Saved data entries

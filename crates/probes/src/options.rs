//! Structured options for building a database probe.
//!
//! Field names follow the probe configuration keys (`user`, `password`,
//! `databaseUrl`, `driverClassName`, `queries`).

use std::fmt;

use serde::{Deserialize, Serialize};

use crate::error::ConfigError;
use crate::query::QuerySet;
use crate::source::ConnectionSettings;

fn default_driver() -> String {
    "libsql".to_string()
}

/// Queries as written in configuration: either a JSON-encoded array of
/// objects or a plain list.
#[derive(Debug, Clone, PartialEq, Eq, Serialize, Deserialize)]
#[serde(untagged)]
pub enum QuerySource {
    List(Vec<String>),
    Encoded(String),
}

impl QuerySource {
    pub fn to_query_set(&self) -> Result<QuerySet, ConfigError> {
        match self {
            QuerySource::List(queries) => Ok(queries.iter().cloned().collect()),
            QuerySource::Encoded(encoded) => QuerySet::from_json(encoded),
        }
    }
}

#[derive(Clone, Serialize, Deserialize)]
#[serde(rename_all = "camelCase")]
pub struct DatabaseOptions {
    #[serde(default)]
    pub user: String,
    #[serde(default)]
    pub password: String,
    pub database_url: String,
    #[serde(default = "default_driver")]
    pub driver_class_name: String,
    pub queries: QuerySource,
}

impl DatabaseOptions {
    pub fn settings(&self) -> Result<ConnectionSettings, ConfigError> {
        Ok(ConnectionSettings::new(
            self.user.clone(),
            self.password.clone(),
            self.database_url.clone(),
            self.driver_class_name.parse()?,
        ))
    }

    pub fn query_set(&self) -> Result<QuerySet, ConfigError> {
        self.queries.to_query_set()
    }
}

impl fmt::Debug for DatabaseOptions {
    fn fmt(&self, f: &mut fmt::Formatter<'_>) -> fmt::Result {
        f.debug_struct("DatabaseOptions")
            .field("user", &self.user)
            .field("password", &"<redacted>")
            .field("database_url", &self.database_url)
            .field("driver_class_name", &self.driver_class_name)
            .field("queries", &self.queries)
            .finish()
    }
}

_Brief:_ Nothing but the lines from the first line of the data through the line with "impl fmt::Debug for" should be returned, exactly as they appear, both ends included.

_Result of this task:_
filename crates/probes/src/options.rs
//! Structured options for building a database probe.
//!
//! Field names follow the probe configuration keys (`user`, `password`,
//! `databaseUrl`, `driverClassName`, `queries`).

use std::fmt;

use serde::{Deserialize, Serialize};

use crate::error::ConfigError;
use crate::query::QuerySet;
use crate::source::ConnectionSettings;

fn default_driver() -> String {
    "libsql".to_string()
}

/// Queries as written in configuration: either a JSON-encoded array of
/// objects or a plain list.
#[derive(Debug, Clone, PartialEq, Eq, Serialize, Deserialize)]
#[serde(untagged)]
pub enum QuerySource {
    List(Vec<String>),
    Encoded(String),
}

impl QuerySource {
    pub fn to_query_set(&self) -> Result<QuerySet, ConfigError> {
        match self {
            QuerySource::List(queries) => Ok(queries.iter().cloned().collect()),
            QuerySource::Encoded(encoded) => QuerySet::from_json(encoded),
        }
    }
}

#[derive(Clone, Serialize, Deserialize)]
#[serde(rename_all = "camelCase")]
pub struct DatabaseOptions {
    #[serde(default)]
    pub user: String,
    #[serde(default)]
    pub password: String,
    pub database_url: String,
    #[serde(default = "default_driver")]
    pub driver_class_name: String,
    pub queries: QuerySource,
}

impl DatabaseOptions {
    pub fn settings(&self) -> Result<ConnectionSettings, ConfigError> {
        Ok(ConnectionSettings::new(
            self.user.clone(),
            self.password.clone(),
            self.database_url.clone(),
            self.driver_class_name.parse()?,
        ))
    }

    pub fn query_set(&self) -> Result<QuerySet, ConfigError> {
        self.queries.to_query_set()
    }
}

impl fmt::Debug for DatabaseOptions {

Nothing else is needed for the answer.